» Exercise aim:
Repeat the records below exactly as they appear.

··· Input data

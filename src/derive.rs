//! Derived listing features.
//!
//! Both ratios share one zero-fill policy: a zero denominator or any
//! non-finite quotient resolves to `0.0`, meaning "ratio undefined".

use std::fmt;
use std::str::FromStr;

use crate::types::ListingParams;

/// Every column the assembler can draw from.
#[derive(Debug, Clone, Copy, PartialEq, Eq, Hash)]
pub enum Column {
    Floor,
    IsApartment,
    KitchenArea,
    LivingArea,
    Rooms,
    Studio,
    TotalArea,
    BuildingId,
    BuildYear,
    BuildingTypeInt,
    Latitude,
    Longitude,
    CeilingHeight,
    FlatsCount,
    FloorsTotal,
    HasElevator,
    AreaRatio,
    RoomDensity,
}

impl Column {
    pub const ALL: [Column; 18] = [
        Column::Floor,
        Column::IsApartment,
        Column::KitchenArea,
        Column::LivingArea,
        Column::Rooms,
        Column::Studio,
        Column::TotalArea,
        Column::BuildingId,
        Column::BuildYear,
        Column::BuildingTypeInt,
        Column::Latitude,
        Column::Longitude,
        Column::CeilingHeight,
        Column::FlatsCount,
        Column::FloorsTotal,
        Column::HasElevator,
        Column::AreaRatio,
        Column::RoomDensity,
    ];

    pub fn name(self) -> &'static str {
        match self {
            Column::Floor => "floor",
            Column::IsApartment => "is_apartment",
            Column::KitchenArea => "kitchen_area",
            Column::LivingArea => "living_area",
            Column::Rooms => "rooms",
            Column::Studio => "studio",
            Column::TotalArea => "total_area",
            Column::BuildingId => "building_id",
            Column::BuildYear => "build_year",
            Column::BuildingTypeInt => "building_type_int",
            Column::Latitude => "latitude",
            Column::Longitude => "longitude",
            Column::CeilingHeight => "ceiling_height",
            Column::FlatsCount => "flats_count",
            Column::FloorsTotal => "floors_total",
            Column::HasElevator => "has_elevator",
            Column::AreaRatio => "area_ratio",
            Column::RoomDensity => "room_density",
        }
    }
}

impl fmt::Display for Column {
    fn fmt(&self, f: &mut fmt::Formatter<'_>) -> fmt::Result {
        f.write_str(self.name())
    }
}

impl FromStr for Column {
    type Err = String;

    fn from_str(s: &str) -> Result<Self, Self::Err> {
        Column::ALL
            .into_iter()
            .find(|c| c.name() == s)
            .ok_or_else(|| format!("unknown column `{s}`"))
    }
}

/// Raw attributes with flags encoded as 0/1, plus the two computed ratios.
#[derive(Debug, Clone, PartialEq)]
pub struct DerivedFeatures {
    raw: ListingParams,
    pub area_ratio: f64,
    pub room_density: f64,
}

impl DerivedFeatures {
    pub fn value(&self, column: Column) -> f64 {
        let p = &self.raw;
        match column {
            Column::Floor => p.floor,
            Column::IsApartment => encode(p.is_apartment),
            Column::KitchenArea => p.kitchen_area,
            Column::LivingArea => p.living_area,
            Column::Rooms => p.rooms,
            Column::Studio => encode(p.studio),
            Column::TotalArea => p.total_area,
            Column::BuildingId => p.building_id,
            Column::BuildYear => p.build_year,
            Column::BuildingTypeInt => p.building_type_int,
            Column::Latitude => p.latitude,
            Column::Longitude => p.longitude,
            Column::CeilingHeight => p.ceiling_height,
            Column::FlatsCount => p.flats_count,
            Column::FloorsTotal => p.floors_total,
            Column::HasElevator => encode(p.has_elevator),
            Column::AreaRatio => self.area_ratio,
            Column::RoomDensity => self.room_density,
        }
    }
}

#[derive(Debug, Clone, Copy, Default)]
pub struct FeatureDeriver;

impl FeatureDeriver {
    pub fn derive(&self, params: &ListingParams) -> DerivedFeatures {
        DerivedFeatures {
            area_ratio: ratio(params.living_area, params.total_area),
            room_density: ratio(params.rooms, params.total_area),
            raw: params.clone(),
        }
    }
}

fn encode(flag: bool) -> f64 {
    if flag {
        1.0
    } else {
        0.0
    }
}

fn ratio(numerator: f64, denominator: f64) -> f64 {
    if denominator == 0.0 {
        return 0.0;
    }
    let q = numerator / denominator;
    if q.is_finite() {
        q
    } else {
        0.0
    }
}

······

» Result below:
filename src/derive.rs
//! Derived listing features.
//!
//! Both ratios share one zero-fill policy: a zero denominator or any
//! non-finite quotient resolves to `0.0`, meaning "ratio undefined".

use std::fmt;
use std::str::FromStr;

use crate::types::ListingParams;

/// Every column the assembler can draw from.
#[derive(Debug, Clone, Copy, PartialEq, Eq, Hash)]
pub enum Column {
    Floor,
    IsApartment,
    KitchenArea,
    LivingArea,
    Rooms,
    Studio,
    TotalArea,
    BuildingId,
    BuildYear,
    BuildingTypeInt,
    Latitude,
    Longitude,
    CeilingHeight,
    FlatsCount,
    FloorsTotal,
    HasElevator,
    AreaRatio,
    RoomDensity,
}

impl Column {
    pub const ALL: [Column; 18] = [
        Column::Floor,
        Column::IsApartment,
        Column::KitchenArea,
        Column::LivingArea,
        Column::Rooms,
        Column::Studio,
        Column::TotalArea,
        Column::BuildingId,
        Column::BuildYear,
        Column::BuildingTypeInt,
        Column::Latitude,
        Column::Longitude,
        Column::CeilingHeight,
        Column::FlatsCount,
        Column::FloorsTotal,
        Column::HasElevator,
        Column::AreaRatio,
        Column::RoomDensity,
    ];

    pub fn name(self) -> &'static str {
        match self {
            Column::Floor => "floor",
            Column::IsApartment => "is_apartment",
            Column::KitchenArea => "kitchen_area",
            Column::LivingArea => "living_area",
            Column::Rooms => "rooms",
            Column::Studio => "studio",
            Column::TotalArea => "total_area",
            Column::BuildingId => "building_id",
            Column::BuildYear => "build_year",
            Column::BuildingTypeInt => "building_type_int",
            Column::Latitude => "latitude",
            Column::Longitude => "longitude",
            Column::CeilingHeight => "ceiling_height",
            Column::FlatsCount => "flats_count",
            Column::FloorsTotal => "floors_total",
            Column::HasElevator => "has_elevator",
            Column::AreaRatio => "area_ratio",
            Column::RoomDensity => "room_density",
        }
    }
}

impl fmt::Display for Column {
    fn fmt(&self, f: &mut fmt::Formatter<'_>) -> fmt::Result {
        f.write_str(self.name())
    }
}

impl FromStr for Column {
    type Err = String;

    fn from_str(s: &str) -> Result<Self, Self::Err> {
        Column::ALL
            .into_iter()
            .find(|c| c.name() == s)
            .ok_or_else(|| format!("unknown column `{s}`"))
    }
}

/// Raw attributes with flags encoded as 0/1, plus the two computed ratios.
#[derive(Debug, Clone, PartialEq)]
pub struct DerivedFeatures {
    raw: ListingParams,
    pub area_ratio: f64,
    pub room_density: f64,
}

impl DerivedFeatures {
    pub fn value(&self, column: Column) -> f64 {
        let p = &self.raw;
        match column {
            Column::Floor => p.floor,
            Column::IsApartment => encode(p.is_apartment),
            Column::KitchenArea => p.kitchen_area,
            Column::LivingArea => p.living_area,
            Column::Rooms => p.rooms,
            Column::Studio => encode(p.studio),
            Column::TotalArea => p.total_area,
            Column::BuildingId => p.building_id,
            Column::BuildYear => p.build_year,
            Column::BuildingTypeInt => p.building_type_int,
            Column::Latitude => p.latitude,
            Column::Longitude => p.longitude,
            Column::CeilingHeight => p.ceiling_height,
            Column::FlatsCount => p.flats_count,
            Column::FloorsTotal => p.floors_total,
            Column::HasElevator => encode(p.has_elevator),
            Column::AreaRatio => self.area_ratio,
            Column::RoomDensity => self.room_density,
        }
    }
}

#[derive(Debug, Clone, Copy, Default)]
pub struct FeatureDeriver;

impl FeatureDeriver {
    pub fn derive(&self, params: &ListingParams) -> DerivedFeatures {
        DerivedFeatures {
            area_ratio: ratio(params.living_area, params.total_area),
            room_density: ratio(params.rooms, params.total_area),
            raw: params.clone(),
        }
    }
}

fn encode(flag: bool) -> f64 {
    if flag {
        1.0
    } else {
        0.0
    }
}

fn ratio(numerator: f64, denominator: f64) -> f64 {
    if denominator == 0.0 {
        return 0.0;
    }
    let q = numerator / denominator;
    if q.is_finite() {
        q
    } else {
        0.0
    }
}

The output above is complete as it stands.